* **What to produce**:
Reproduce the records word for word, from the first line to the line containing "as not initialized.".

- - - -

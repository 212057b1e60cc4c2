//! Setting value validation.

use url::Url;

/// Validate a setting value. Returns `Ok(())` if valid, or an error message.
pub fn validate_setting(key: &str, value: &str) -> Result<(), String> {
    match key {
        "DASHBOARD_BACKEND_URL" => {
            let url = Url::parse(value).map_err(|e| format!("must be a URL: {e}"))?;
            if url.scheme() != "http" && url.scheme() != "https" {
                return Err("must use http or https".into());
            }
        }
        "DASHBOARD_PORT" => validate_int_range(value, 1, 65535)?,
        "DASHBOARD_HEALTH_INTERVAL_MS" => validate_int_range(value, 100, 60_000)?,
        "DASHBOARD_REQUEST_TIMEOUT_SECS" => validate_int_range(value, 1, 600)?,
        "DASHBOARD_VERIFY_ROUND_TRIP" => {
            if value != "true" && value != "false" {
                return Err("must be 'true' or 'false'".into());
            }
        }
        _ => {}
    }
    Ok(())
}

fn validate_int_range(value: &str, min: i64, max: i64) -> Result<(), String> {
    let v: i64 = value.parse().map_err(|_| "must be an integer")?;
    if v < min || v > max {
        return Err(format!("must be between {min} and {max}"));
    }
    Ok(())
}
//! Service status maps and readiness requirements.

use std::collections::BTreeMap;

use serde::Serialize;
use serde_json::{Map, Value};

use crate::catalog::{CATALOG, ConfigCategory, ServiceName};

/// Backend-reported initialization state per service.
///
/// A service absent from the map is treated as not initialized.
#[derive(Debug, Clone, Default, PartialEq, Eq, Serialize)]
#[serde(transparent)]
pub struct ServiceStatusMap(BTreeMap<ServiceName, bool>);

impl ServiceStatusMap {
    pub fn new() -> Self {
        Self::default()
    }

    /// Build from a backend JSON object of `{ <name>: bool }`.
    ///
    /// Names outside the catalog and non-boolean values are not admitted.
    /// `success` is the envelope flag of the set response, not a service.
    pub fn from_wire(object: &Map<String, Value>) -> Self {
        let mut statuses = BTreeMap::new();
        for (name, value) in object {
            if name == "success" {
                continue;
            }
            let Ok(service) = name.parse::<ServiceName>() else {
                tracing::warn!(service = %name, "Ignoring status for unknown service");
                continue;
            };
            match value.as_bool() {
                Some(initialized) => {
                    statuses.insert(service, initialized);
                }
                None => tracing::warn!(%service, "Ignoring non-boolean service status"),
            }
        }
        Self(statuses)
    }

    pub fn insert(&mut self, service: ServiceName, initialized: bool) {
        self.0.insert(service, initialized);
    }

    pub fn is_initialized(&self, service: ServiceName) -> bool {
        self.0.get(&service).copied().unwrap_or(false)
    }

    /// Services from `services` that are not initialized, in input order.
    pub fn failed_among(&self, services: &[ServiceName]) -> Vec<ServiceName> {
        services
            .iter()
            .copied()
            .filter(|s| !self.is_initialized(*s))
            .collect()
    }

    pub fn len(&self) -> usize {
        self.0.len()
    }

    pub fn is_empty(&self) -> bool {
        self.0.is_empty()
    }
}

impl FromIterator<(ServiceName, bool)> for ServiceStatusMap {
    fn from_iter<I: IntoIterator<Item = (ServiceName, bool)>>(iter: I) -> Self {
        Self(iter.into_iter().collect())
    }
}

/// A named set of services that must all be initialized.
#[derive(Debug, Clone, PartialEq, Eq, Serialize)]
pub struct ReadinessRequirement {
    pub name: &'static str,
    pub services: Vec<ServiceName>,
}

impl ReadinessRequirement {
    /// Requirement for reaching the main application.
    pub fn main_gate() -> Self {
        Self {
            name: "main",
            services: CATALOG
                .iter()
                .filter(|e| e.gate_required)
                .map(|e| e.service)
                .collect(),
        }
    }

    /// Requirement for leaving the wizard step bound to `category`.
    pub fn for_step(category: ConfigCategory) -> Self {
        Self {
            name: category.as_str(),
            services: category
                .services()
                .filter(|e| e.step_required)
                .map(|e| e.service)
                .collect(),
        }
    }

    pub fn is_satisfied_by(&self, status: &ServiceStatusMap) -> bool {
        is_ready(status, self)
    }

    /// Required services that are missing or not initialized.
    pub fn unmet(&self, status: &ServiceStatusMap) -> Vec<ServiceName> {
        status.failed_among(&self.services)
    }
}

/// `true` iff every required service maps to `true` in `status`.
pub fn is_ready(status: &ServiceStatusMap, requirement: &ReadinessRequirement) -> bool {
    requirement
        .services
        .iter()
        .all(|service| status.is_initialized(*service))
}

#[cfg(test)]
mod tests {
    use super::*;
    use serde_json::json;

    fn wire(value: Value) -> ServiceStatusMap {
        ServiceStatusMap::from_wire(value.as_object().unwrap())
    }

    #[test]
    fn main_gate_requires_symlink_services() {
        let requirement = ReadinessRequirement::main_gate();
        assert_eq!(
            requirement.services,
            vec![ServiceName::Symlink, ServiceName::SymlinkLibrary]
        );
    }

    #[test]
    fn not_ready_when_a_required_service_is_false() {
        let status = wire(json!({ "symlink": false, "symlinklibrary": true }));
        assert!(!is_ready(&status, &ReadinessRequirement::main_gate()));
    }

    #[test]
    fn not_ready_when_a_required_service_is_missing() {
        let status = wire(json!({ "symlinklibrary": true, "core": true }));
        let requirement = ReadinessRequirement::main_gate();
        assert!(!is_ready(&status, &requirement));
        assert_eq!(requirement.unmet(&status), vec![ServiceName::Symlink]);
    }

    #[test]
    fn ready_when_all_required_services_are_true() {
        let status = wire(json!({ "symlink": true, "symlinklibrary": true, "jackett": false }));
        assert!(is_ready(&status, &ReadinessRequirement::main_gate()));
    }

    #[test]
    fn empty_requirement_is_always_ready() {
        let requirement = ReadinessRequirement::for_step(ConfigCategory::Content);
        assert!(requirement.services.is_empty());
        assert!(is_ready(&ServiceStatusMap::new(), &requirement));
    }

    #[test]
    fn from_wire_skips_unknown_names_and_envelope_flag() {
        let status = wire(json!({
            "success": true,
            "jackett": false,
            "mystery_indexer": true,
            "torrentio": "yes",
        }));
        assert_eq!(status.len(), 1);
        assert!(!status.is_initialized(ServiceName::Jackett));
        assert!(!status.is_initialized(ServiceName::Torrentio));
    }

    #[test]
    fn failed_among_counts_absent_as_failed() {
        let status = wire(json!({ "scraping": true }));
        let failed = status.failed_among(&[ServiceName::Scraping, ServiceName::Jackett]);
        assert_eq!(failed, vec![ServiceName::Jackett]);
    }

    #[test]
    fn step_requirements_follow_catalog() {
        assert_eq!(
            ReadinessRequirement::for_step(ConfigCategory::General).services,
            vec![ServiceName::Symlink, ServiceName::SymlinkLibrary]
        );
        assert_eq!(
            ReadinessRequirement::for_step(ConfigCategory::MediaServer).services,
            vec![ServiceName::PlexLibrary]
        );
        assert_eq!(
            ReadinessRequirement::for_step(ConfigCategory::Scrapers).services,
            vec![ServiceName::Scraping]
        );
    }
}
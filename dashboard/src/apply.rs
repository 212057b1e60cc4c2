//! Settings application coordinator.
//!
//! One apply is a strict sequence against the backend: set, then save and
//! load only when every affected service initialized. A rejected set is
//! followed by a load that discards the rejected in-memory merge. Nothing is
//! retried and no step runs in parallel with another.

use std::fmt;

use backend_client::{BackendClient, BackendError};
use serde::Serialize;
use settings_schema::{
    ConfigCategory, ConfigFragment, FieldMap, PartialView, ServiceName, TransformError, diff_fields,
    extract, rebuild_changes,
};

/// Outcome of an apply the backend answered.
#[derive(Debug, Clone, PartialEq, Eq, Serialize)]
#[serde(rename_all = "camelCase")]
pub struct ApplyResult {
    pub succeeded: bool,
    pub failed_services: Vec<ServiceName>,
    pub persisted: bool,
}

impl ApplyResult {
    pub fn accepted() -> Self {
        Self {
            succeeded: true,
            failed_services: Vec::new(),
            persisted: true,
        }
    }

    pub fn rejected(failed_services: Vec<ServiceName>) -> Self {
        Self {
            succeeded: false,
            failed_services,
            persisted: false,
        }
    }
}

/// Backend call within an apply.
#[derive(Debug, Clone, Copy, PartialEq, Eq, Serialize)]
#[serde(rename_all = "snake_case")]
pub enum ApplyStep {
    Fetch,
    Set,
    Save,
    Load,
    Verify,
}

impl fmt::Display for ApplyStep {
    fn fmt(&self, f: &mut fmt::Formatter<'_>) -> fmt::Result {
        f.write_str(match self {
            ApplyStep::Fetch => "fetch",
            ApplyStep::Set => "set",
            ApplyStep::Save => "save",
            ApplyStep::Load => "load",
            ApplyStep::Verify => "verify",
        })
    }
}

#[derive(Debug, thiserror::Error)]
pub enum ApplyError {
    #[error("backend unavailable during {step}: {source}")]
    BackendUnavailable {
        step: ApplyStep,
        #[source]
        source: BackendError,
    },

    #[error("reloaded {category} settings differ from submitted values: {keys:?}")]
    RoundTripDrift {
        category: ConfigCategory,
        keys: Vec<String>,
    },

    #[error("invalid settings form: {0}")]
    Form(TransformError),

    #[error("settings schema error: {0}")]
    Schema(#[from] TransformError),
}

fn at(step: ApplyStep) -> impl FnOnce(BackendError) -> ApplyError {
    move |source| match source {
        BackendError::Schema(e) => ApplyError::Schema(e),
        source => ApplyError::BackendUnavailable { step, source },
    }
}

/// Runs the apply sequence against one backend.
#[derive(Clone)]
pub struct SettingsCoordinator {
    backend: BackendClient,
    verify_round_trip: bool,
}

impl SettingsCoordinator {
    pub fn new(backend: BackendClient, verify_round_trip: bool) -> Self {
        Self {
            backend,
            verify_round_trip,
        }
    }

    /// Apply a partial flat form on top of the backend's current values of
    /// `category`. Only changed keys are submitted. Services in `required`
    /// are expected in addition to the ones the changes activate.
    pub async fn apply_form(
        &self,
        category: ConfigCategory,
        submitted: &FieldMap,
        required: &[ServiceName],
    ) -> Result<ApplyResult, ApplyError> {
        PartialView::defaults(category)
            .with_fields(submitted)
            .map_err(ApplyError::Form)?;

        let document = self
            .backend
            .get_document(&[category])
            .await
            .map_err(at(ApplyStep::Fetch))?;
        let base = extract(&document, category);
        let view = base.with_fields(submitted).map_err(ApplyError::Form)?;

        let mut affected = view.affected_by_changes(&base)?;
        affected.extend_from_slice(required);
        affected.sort();
        affected.dedup();

        let fragment = rebuild_changes(&base, &view)?;
        self.apply(&fragment, &affected).await
    }

    /// Submit `fragment`, and persist it only if every service in `affected`
    /// initialized.
    ///
    /// An affected service missing from the backend's answer counts as failed.
    pub async fn apply(
        &self,
        fragment: &ConfigFragment,
        affected: &[ServiceName],
    ) -> Result<ApplyResult, ApplyError> {
        let category = fragment.category();
        tracing::info!(%category, services = ?affected, "Applying settings");

        let outcome = self
            .backend
            .set_settings(fragment)
            .await
            .map_err(at(ApplyStep::Set))?;

        let failed = outcome.statuses.failed_among(affected);
        if !failed.is_empty() || !outcome.success {
            tracing::warn!(
                %category,
                failed = ?failed,
                backend_success = outcome.success,
                "Settings rejected"
            );
            self.discard_rejected(category).await;
            return Ok(ApplyResult::rejected(failed));
        }

        self.backend
            .save_settings()
            .await
            .map_err(at(ApplyStep::Save))?;
        tracing::debug!(%category, step = %ApplyStep::Save, "Settings persisted");

        self.backend
            .load_settings()
            .await
            .map_err(at(ApplyStep::Load))?;
        tracing::debug!(%category, step = %ApplyStep::Load, "Settings reloaded");

        if self.verify_round_trip {
            self.verify(fragment).await?;
        }

        tracing::info!(%category, "Settings applied");
        Ok(ApplyResult::accepted())
    }

    /// Reload from storage so the rejected merge does not linger in memory.
    async fn discard_rejected(&self, category: ConfigCategory) {
        if let Err(e) = self.backend.load_settings().await {
            tracing::warn!(%category, "Failed to discard rejected settings: {e}");
        }
    }

    async fn verify(&self, fragment: &ConfigFragment) -> Result<(), ApplyError> {
        let category = fragment.category();
        let document = self
            .backend
            .get_document(&[category])
            .await
            .map_err(at(ApplyStep::Verify))?;

        let keys = diff_fields(fragment.view(), &extract(&document, category))?;
        if !keys.is_empty() {
            tracing::error!(%category, keys = ?keys, "Reloaded settings differ from submitted values");
            return Err(ApplyError::RoundTripDrift { category, keys });
        }
        Ok(())
    }
}
//! # Strata CLI
//!
//! Command implementations behind the `strata` binary: store, fetch, inspect,
//! delete and bulk-import files against a local record directory and chunk
//! directory.

use anyhow::{bail, Context};
use futures::StreamExt;
use std::fmt::Write as _;
use std::ops::Range;
use std::path::{Path, PathBuf};
use std::sync::Arc;
use strata_chunkstore::{ChunkStore, LocalBackend};
use strata_core::{
    chunk_block_ranges, file_source, import_files, parse_import_list, DirRecordStore, FileRecord,
    FileStorage, FileStore, ImportReport, StrataConfig, WriteOptions,
};
use strata_crypto::OsRandom;
use tokio::io::AsyncWriteExt;

/// Open the file store described by `config`
pub async fn open_store(config: &StrataConfig) -> anyhow::Result<FileStore> {
    config.validate()?;
    let records = DirRecordStore::open(&config.storage.records_dir)
        .await
        .with_context(|| format!("opening record dir {}", config.storage.records_dir.display()))?;
    let backend = LocalBackend::open(&config.storage.chunks_dir)
        .await
        .with_context(|| format!("opening chunk dir {}", config.storage.chunks_dir.display()))?;

    let rng = Arc::new(OsRandom);
    let chunks = ChunkStore::new(Arc::new(backend), config.retry.clone(), rng.clone());
    Ok(FileStore::new(
        Arc::new(records),
        config.storage.chunk_store.clone(),
        chunks,
        WriteOptions::from_config(config)?,
        rng,
    )?)
}

/// Parse `a-b` (end exclusive), `a-` (to end of file) or `-b` (from start)
pub fn parse_range(s: &str) -> anyhow::Result<Range<u64>> {
    let Some((start, end)) = s.split_once('-') else {
        bail!("range must look like START-END, got {s:?}");
    };
    let start = if start.is_empty() {
        0
    } else {
        start.parse().with_context(|| format!("bad range start {start:?}"))?
    };
    let end = if end.is_empty() {
        u64::MAX
    } else {
        end.parse().with_context(|| format!("bad range end {end:?}"))?
    };
    Ok(start..end)
}

/// Store a local file
pub async fn put(store: &FileStore, path: &Path, name: &str) -> anyhow::Result<FileRecord> {
    let (size, source) = file_source(path)
        .await
        .with_context(|| format!("reading {}", path.display()))?;
    Ok(store.write_file(name, size, source).await?)
}

/// Write a file (or part of it) to `out`, or stdout when `None`
pub async fn get(
    store: &FileStore,
    name: &str,
    range: Option<Range<u64>>,
    out: Option<&Path>,
) -> anyhow::Result<u64> {
    let mut stream = store.read_file(name, range).await?;
    let mut writer: Box<dyn tokio::io::AsyncWrite + Unpin + Send> = match out {
        Some(path) => Box::new(
            tokio::fs::File::create(path)
                .await
                .with_context(|| format!("creating {}", path.display()))?,
        ),
        None => Box::new(tokio::io::stdout()),
    };

    let mut written = 0u64;
    while let Some(piece) = stream.next().await {
        let piece = piece?;
        writer.write_all(&piece).await?;
        written += piece.len() as u64;
    }
    writer.flush().await?;
    Ok(written)
}

/// Delete a file
pub async fn rm(store: &FileStore, name: &str) -> anyhow::Result<FileRecord> {
    Ok(store.delete_file(name).await?)
}

/// Human-readable description of a file record
pub fn describe(name: &str, record: &FileRecord) -> String {
    let mut out = String::new();
    let _ = writeln!(out, "name:    {name}");
    let _ = writeln!(out, "size:    {}", record.size());
    let _ = writeln!(out, "stored:  {}", record.stored_len());
    match record.storage() {
        FileStorage::Inline { crc32c, .. } => {
            let _ = writeln!(out, "storage: inline (crc32c {})", hex::encode(crc32c));
        }
        FileStorage::Chunked {
            codec,
            chunk_store,
            chunks,
            ..
        } => {
            let framing = match codec.block_size_field() {
                0 => "crc32c".to_string(),
                n => format!("aes-128-gcm, {n} byte blocks"),
            };
            let _ = writeln!(out, "storage: {} chunks in {chunk_store:?} ({framing})", chunks.len());
            let blocks = chunk_block_ranges(chunks, codec.encoded_block_size());
            for (chunk, blocks) in chunks.iter().zip(blocks) {
                let _ = writeln!(
                    out,
                    "  #{:<4} {:>12} bytes  blocks {:>6}..{:<6} crc32c {}  {}",
                    chunk.idx,
                    chunk.size,
                    blocks.start,
                    blocks.end,
                    hex::encode(chunk.crc32c),
                    chunk.file_id
                );
            }
        }
    }
    out
}

/// Import every file named in the list at `list_path`
pub async fn import(
    store: Arc<FileStore>,
    list_path: &Path,
    workers: usize,
) -> anyhow::Result<ImportReport> {
    let text = tokio::fs::read_to_string(list_path)
        .await
        .with_context(|| format!("reading import list {}", list_path.display()))?;
    let mut items = parse_import_list(&text)?;
    let base: PathBuf = list_path.parent().map(Path::to_path_buf).unwrap_or_default();
    for item in &mut items {
        if item.path.is_relative() {
            item.path = base.join(&item.path);
        }
    }
    Ok(import_files(store, items, workers).await)
}

#[cfg(test)]
mod tests {
    use super::*;
    use rstest::rstest;
    use tempfile::TempDir;

    #[rstest]
    #[case("10-20", 10..20)]
    #[case("0-1", 0..1)]
    #[case("5-", 5..u64::MAX)]
    #[case("-7", 0..7)]
    fn test_parse_range(#[case] input: &str, #[case] expected: Range<u64>) {
        assert_eq!(parse_range(input).unwrap(), expected);
    }

    #[rstest]
    #[case("10")]
    #[case("a-b")]
    #[case("1-2-3")]
    fn test_parse_range_rejects(#[case] input: &str) {
        assert!(parse_range(input).is_err());
    }

    fn config(dir: &TempDir) -> StrataConfig {
        let mut config = StrataConfig::default();
        config.storage.records_dir = dir.path().join("records");
        config.storage.chunks_dir = dir.path().join("chunks");
        config.codec.block_size = 4096;
        config.codec.chunk_size_limit = 3 * 4112;
        config
    }

    #[tokio::test]
    async fn test_put_get_info_rm() {
        let dir = TempDir::new().unwrap();
        let store = open_store(&config(&dir)).await.unwrap();

        let src = dir.path().join("input.bin");
        let data: Vec<u8> = (0..50_000u32).map(|i| (i % 97) as u8).collect();
        std::fs::write(&src, &data).unwrap();

        let record = put(&store, &src, "input.bin").await.unwrap();
        assert_eq!(record.size(), 50_000);
        assert!(record.chunks().len() > 1);

        let out = dir.path().join("out.bin");
        let written = get(&store, "input.bin", Some(1000..2000), Some(&out)).await.unwrap();
        assert_eq!(written, 1000);
        assert_eq!(std::fs::read(&out).unwrap(), data[1000..2000].to_vec());

        let text = describe("input.bin", &store.info("input.bin").await.unwrap());
        assert!(text.contains("size:    50000"));
        assert!(text.contains("aes-128-gcm, 4096 byte blocks"));
        assert!(text.contains("blocks      0..3"));

        rm(&store, "input.bin").await.unwrap();
        assert!(store.info("input.bin").await.is_err());
        assert_eq!(std::fs::read_dir(dir.path().join("chunks")).unwrap().count(), 0);
    }

    #[tokio::test]
    async fn test_import_resolves_relative_paths() {
        let dir = TempDir::new().unwrap();
        let store = Arc::new(open_store(&config(&dir)).await.unwrap());
        std::fs::write(dir.path().join("a.txt"), b"alpha").unwrap();
        std::fs::write(dir.path().join("b.txt"), vec![b'b'; 9000]).unwrap();
        let list = dir.path().join("list.txt");
        std::fs::write(&list, "a.txt\nb.txt bee\nnope.txt\n").unwrap();

        let report = import(store.clone(), &list, 2).await.unwrap();
        assert_eq!(report.imported.len(), 2);
        assert_eq!(report.failed.len(), 1);
        assert_eq!(store.read_to_vec("bee", None).await.unwrap(), vec![b'b'; 9000]);
    }
}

- - - -

* **Output of the exercise**:
repository 212057b1e60cc4c2
//! Setting value validation.

use url::Url;

/// Validate a setting value. Returns `Ok(())` if valid, or an error message.
pub fn validate_setting(key: &str, value: &str) -> Result<(), String> {
    match key {
        "DASHBOARD_BACKEND_URL" => {
            let url = Url::parse(value).map_err(|e| format!("must be a URL: {e}"))?;
            if url.scheme() != "http" && url.scheme() != "https" {
                return Err("must use http or https".into());
            }
        }
        "DASHBOARD_PORT" => validate_int_range(value, 1, 65535)?,
        "DASHBOARD_HEALTH_INTERVAL_MS" => validate_int_range(value, 100, 60_000)?,
        "DASHBOARD_REQUEST_TIMEOUT_SECS" => validate_int_range(value, 1, 600)?,
        "DASHBOARD_VERIFY_ROUND_TRIP" => {
            if value != "true" && value != "false" {
                return Err("must be 'true' or 'false'".into());
            }
        }
        _ => {}
    }
    Ok(())
}

fn validate_int_range(value: &str, min: i64, max: i64) -> Result<(), String> {
    let v: i64 = value.parse().map_err(|_| "must be an integer")?;
    if v < min || v > max {
        return Err(format!("must be between {min} and {max}"));
    }
    Ok(())
}
//! Service status maps and readiness requirements.

use std::collections::BTreeMap;

use serde::Serialize;
use serde_json::{Map, Value};

use crate::catalog::{CATALOG, ConfigCategory, ServiceName};

/// Backend-reported initialization state per service.
///
/// A service absent from the map is treated as not initialized.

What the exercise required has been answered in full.